貴方のことが好きだから

@nyoronyro

第1話

 私の方が(彼の事)最初に知っていたのに。

 こういうのってW S S私の方が最初に知っていたのにって言うんだっけ?

 とにかく、私が彼の1番だってこと。

 24時間365日、寝ても覚めても彼に夢中。

 ここまで人を好きになったのは何時以来なんだろう?

 並み居る強敵を押しのけ、彼とは絶賛同居中。

 これ以上他に、私以外の悪い虫が付かないよう目を光らせなくちゃ。

 

 あの女狐め、私の彼に手を出すなんて信じられない。

 見てるだけならまだしも、色目を使って誘惑するなんて許さないんだから。

 少しばかりスタイルがいいだけの女なんて彼には似合わないわ。

 彼の隣に立ってもいいのは私だけなの。

 

 ふう、よかったわ。

 何とか話し合いで解決できた。

 最後、私を見て怯えるように走り去っていったけど失礼しちゃうわよね。

 少しばかり怖い目にあったからって、すぐあきらめるなんて。

 まったくもって彼にはふさわしくないわ。

 困難に立ち向かう勇気もないなんて、本当に好きかどうかも疑わしいし。

 こんなのに時間を取られてる暇なんて私には無いんだから。

 早く彼の元に戻らなくちゃ。

 



 嘘でしょ……彼が死んだって。

 あの女に会うまで彼と一緒にいたのに。

 うわごとのように何かを繰り返し呟き歩きながら、急に道路に飛び出して車に轢かれたって。

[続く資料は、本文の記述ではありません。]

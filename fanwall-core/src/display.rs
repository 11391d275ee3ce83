//! Temperature display formatting.
//!
//! GUI-agnostic formatting driven by the persisted [`TemperatureUnit`]
//! preference rather than any frontend's own state.

use crate::data::TemperatureUnit;

pub fn celsius_to_fahrenheit(celsius: f32) -> f32 {
    celsius * 9.0 / 5.0 + 32.0
}

pub fn fahrenheit_to_celsius(fahrenheit: f32) -> f32 {
    (fahrenheit - 32.0) * 5.0 / 9.0
}

pub fn format_temp_with_unit(temp_celsius: f32, unit: TemperatureUnit) -> String {
    match unit {
        TemperatureUnit::Fahrenheit => format!("{:.0}°F", celsius_to_fahrenheit(temp_celsius)),
        TemperatureUnit::Celsius => format!("{:.0}°C", temp_celsius),
    }
}

pub fn format_temp_precise_with_unit(temp_celsius: f32, unit: TemperatureUnit) -> String {
    match unit {
        TemperatureUnit::Fahrenheit => format!("{:.1}°F", celsius_to_fahrenheit(temp_celsius)),
        TemperatureUnit::Celsius => format!("{:.1}°C", temp_celsius),
    }
}

#[cfg(test)]
mod tests {
    use super::*;

    #[test]
    fn converts_celsius_to_fahrenheit() {
        assert_eq!(celsius_to_fahrenheit(0.0), 32.0);
        assert_eq!(celsius_to_fahrenheit(100.0), 212.0);
    }

    #[test]
    fn round_trips_through_fahrenheit() {
        let original = 45.5;
        let back = fahrenheit_to_celsius(celsius_to_fahrenheit(original));
        assert!((back - original).abs() < 0.001);
    }

    #[test]
    fn formats_with_unit() {
        assert_eq!(format_temp_with_unit(45.0, TemperatureUnit::Celsius), "45°C");
        assert_eq!(format_temp_with_unit(0.0, TemperatureUnit::Fahrenheit), "32°F");
    }
}
//! Periodic reconciliation (C6).
//!
//! `fanwall-core` stays free of an async runtime: the interruptible
//! sleep-or-reload loop lives in the daemon binary (`tokio::select!`
//! between a poll-interval sleep and a reload notify). This module
//! owns the synchronous, testable part — per-board overlap guards and
//! the ordering of a single reconciliation pass.

use std::collections::HashMap;
use std::sync::atomic::{AtomicBool, Ordering};

use crate::data::{DriveMonitor, FanProfile, FanWall, WallMode};
use crate::drives::{self, DriveRegistry};
use crate::engine::{profile_mode_target, SensorLookup};
use crate::sensors::SensorRegistry;

/// Non-blocking per-board busy flag. A tick that finds a board still
/// busy skips it rather than queuing behind it, so one slow board never
/// backs up reconciliation for the others.
#[derive(Debug, Default)]
pub struct BoardGate {
    busy: AtomicBool,
}

impl BoardGate {
    pub fn new() -> Self {
        Self::default()
    }

    /// Takes the gate if free. The returned guard releases it on drop.
    pub fn try_acquire(&self) -> Option<BoardGateGuard<'_>> {
        if self.busy.swap(true, Ordering::AcqRel) {
            None
        } else {
            Some(BoardGateGuard { gate: self })
        }
    }
}

pub struct BoardGateGuard<'a> {
    gate: &'a BoardGate,
}

impl Drop for BoardGateGuard<'_> {
    fn drop(&mut self) {
        self.gate.busy.store(false, Ordering::Release);
    }
}

/// Looks up a qualified sensor name against host sensors or, for
/// `Drives.<Name>` references, a snapshot of this tick's monitor
/// aggregates.
struct CompositeLookup<'a> {
    sensors: &'a SensorRegistry,
    drive_values: &'a HashMap<String, f32>,
}

impl SensorLookup for CompositeLookup<'_> {
    fn read_celsius(&self, qualified_name: &str) -> Option<f32> {
        if qualified_name.starts_with("Drives.") {
            self.drive_values.get(qualified_name).copied()
        } else {
            self.sensors.current(qualified_name)
        }
    }
}

/// Result of one reconciliation pass: wall id -> new target, containing
/// only walls whose computed target changed from what is already on the
/// `FanWall` record (push-only-diffs).
pub type WallTargetDiffs = HashMap<u8, u8>;

/// Runs the non-I/O steps of a tick in order: refresh host sensors,
/// recompute drive-monitor aggregates, then recompute every
/// profile-mode wall's target. Pulling tach/wattage from the boards
/// happens before this (daemon-side, over the link); pushing the
/// returned diffs happens after.
pub fn recompute(
    sensors: &mut SensorRegistry,
    drive_registry: &DriveRegistry,
    drive_monitors: &HashMap<String, DriveMonitor>,
    walls: &[FanWall],
    profiles: &HashMap<String, FanProfile>,
) -> WallTargetDiffs {
    sensors.refresh(false);
    sensors.read_all();

    let mut drive_values = HashMap::with_capacity(drive_monitors.len());
    for monitor in drive_monitors.values() {
        if let Some(value) = drives::compute(monitor, drive_registry) {
            drive_values.insert(format!("Drives.{}", monitor.name), value);
        }
    }

    let lookup = CompositeLookup {
        sensors,
        drive_values: &drive_values,
    };

    let mut diffs = WallTargetDiffs::new();
    for wall in walls {
        if wall.mode != WallMode::Profile {
            continue;
        }
        let profile = wall.assigned_profile.as_deref().and_then(|id| profiles.get(id));
        let target = profile_mode_target(profile, &lookup);
        if target != wall.target {
            diffs.insert(wall.wall_id, target);
        }
    }
    diffs
}

#[cfg(test)]
mod tests {
    use super::*;
    use crate::data::{AggregationMode, CurvePoint, FanCurve};

    #[test]
    fn board_gate_skips_when_already_held() {
        let gate = BoardGate::new();
        let first = gate.try_acquire();
        assert!(first.is_some());
        assert!(gate.try_acquire().is_none());
        drop(first);
        assert!(gate.try_acquire().is_some());
    }

    #[test]
    fn recompute_only_touches_profile_mode_walls() {
        let mut sensors = SensorRegistry::new();
        let drive_registry = DriveRegistry::new();
        let drive_monitors = HashMap::new();

        let mut profiles = HashMap::new();
        profiles.insert(
            "p1".to_string(),
            FanProfile {
                id: "p1".to_string(),
                name: "P1".to_string(),
                curves: vec![FanCurve {
                    id: "c1".to_string(),
                    name: "C1".to_string(),
                    sensor: None,
                    points: vec![CurvePoint::new(0.0, 10.0)],
                }],
            },
        );

        let walls = vec![
            FanWall {
                wall_id: 1,
                name: "Wall 1".to_string(),
                mode: WallMode::Profile,
                assigned_profile: Some("p1".to_string()),
                last_applied: 0,
                target: 0,
                extra: Default::default(),
            },
            FanWall {
                wall_id: 2,
                name: "Wall 2".to_string(),
                mode: WallMode::Manual,
                assigned_profile: None,
                last_applied: 75,
                target: 75,
                extra: Default::default(),
            },
        ];

        let diffs = recompute(&mut sensors, &drive_registry, &drive_monitors, &walls, &profiles);
        assert_eq!(diffs.get(&1), Some(&50));
        assert!(!diffs.contains_key(&2));
    }

    #[test]
    fn recompute_produces_no_diff_when_target_unchanged() {
        let mut sensors = SensorRegistry::new();
        let drive_registry = DriveRegistry::new();
        let drive_monitors = HashMap::new();
        let profiles = HashMap::new();

        let walls = vec![FanWall {
            wall_id: 1,
            name: "Wall 1".to_string(),
            mode: WallMode::Profile,
            assigned_profile: Some("missing".to_string()),
            last_applied: 50,
            target: 50,
            extra: Default::default(),
        }];

        let diffs = recompute(&mut sensors, &drive_registry, &drive_monitors, &walls, &profiles);
        assert!(diffs.is_empty());
    }

    #[test]
    fn recompute_folds_in_drive_monitor_aggregate() {
        use crate::drives::DriveRecord;

        let mut sensors = SensorRegistry::new();
        let mut drive_registry = DriveRegistry::new();
        let mut drives = HashMap::new();
        drives.insert(
            1u64,
            DriveRecord {
                model: "M".to_string(),
                serial: "S".to_string(),
                firmware: "F".to_string(),
                capacity_bytes: 0,
                rotation_rpm: None,
                power_on_hours: None,
                power_cycle_count: None,
                temp_celsius: Some(60.0),
            },
        );
        drive_registry.replace_all(drives);

        let mut drive_monitors = HashMap::new();
        drive_monitors.insert(
            "Pool".to_string(),
            DriveMonitor {
                name: "Pool".to_string(),
                aggregation_mode: AggregationMode::Average,
                curve_id: "c1".to_string(),
                selected_drive_hashes: vec![1],
                enabled: true,
                min_temp: None,
                max_temp: None,
                last_updated: None,
            },
        );

        let mut profiles = HashMap::new();
        profiles.insert(
            "p1".to_string(),
            FanProfile {
                id: "p1".to_string(),
                name: "P1".to_string(),
                curves: vec![FanCurve {
                    id: "c1".to_string(),
                    name: "C1".to_string(),
                    sensor: Some("Drives.Pool".to_string()),
                    points: vec![CurvePoint::new(40.0, 30.0), CurvePoint::new(60.0, 70.0)],
                }],
            },
        );

        let walls = vec![FanWall {
            wall_id: 4,
            name: "Wall 4".to_string(),
            mode: WallMode::Profile,
            assigned_profile: Some("p1".to_string()),
            last_applied: 0,
            target: 0,
            extra: Default::default(),
        }];

        let diffs = recompute(&mut sensors, &drive_registry, &drive_monitors, &walls, &profiles);
        assert_eq!(diffs.get(&4), Some(&70));
    }
}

 彼の隣で過ごして、一緒に笑いあって、年を重ねて、歩んでいけると信じてたのに。

 そんな日がいつまでも続くと思っていたのに……

 彼の生活をもう見れなくなるなんて、私は何を人生の目的にすればいいのかしら?

 これからの人生、彼より素敵な人に巡り合えるとは思えないし。

 

 


 でも一つだけ良いことがあったの。

 それは彼が私と同じになったこと。